[Records contained in a dataset]
*****

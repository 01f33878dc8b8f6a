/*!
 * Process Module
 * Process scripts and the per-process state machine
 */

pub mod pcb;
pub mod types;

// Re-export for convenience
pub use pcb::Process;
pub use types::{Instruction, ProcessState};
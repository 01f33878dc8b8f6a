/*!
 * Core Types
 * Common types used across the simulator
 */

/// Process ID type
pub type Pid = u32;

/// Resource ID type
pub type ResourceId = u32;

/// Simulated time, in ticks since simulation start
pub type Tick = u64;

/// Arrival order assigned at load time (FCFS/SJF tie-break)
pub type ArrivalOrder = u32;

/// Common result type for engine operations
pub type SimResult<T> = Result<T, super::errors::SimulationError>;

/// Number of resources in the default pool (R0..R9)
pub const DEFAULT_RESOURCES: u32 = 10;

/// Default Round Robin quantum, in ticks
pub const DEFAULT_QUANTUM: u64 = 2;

*****

Every word of the data above should be given again, exactly as it stands.

repository 01f33878dc8b8f6a
/*!
 * Process Module
 * Process scripts and the per-process state machine
 */

pub mod pcb;
pub mod types;

// Re-export for convenience
pub use pcb::Process;
pub use types::{Instruction, ProcessState};
repository 01f33878dc8b8f6a
/*!
 * Core Types
 * Common types used across the simulator
 */

/// Process ID type
pub type Pid = u32;

/// Resource ID type
pub type ResourceId = u32;

/// Simulated time, in ticks since simulation start
pub type Tick = u64;

/// Arrival order assigned at load time (FCFS/SJF tie-break)
pub type ArrivalOrder = u32;

/// Common result type for engine operations
pub type SimResult<T> = Result<T, super::errors::SimulationError>;

/// Number of resources in the default pool (R0..R9)
pub const DEFAULT_RESOURCES: u32 = 10;

/// Default Round Robin quantum, in ticks
pub const DEFAULT_QUANTUM: u64 = 2;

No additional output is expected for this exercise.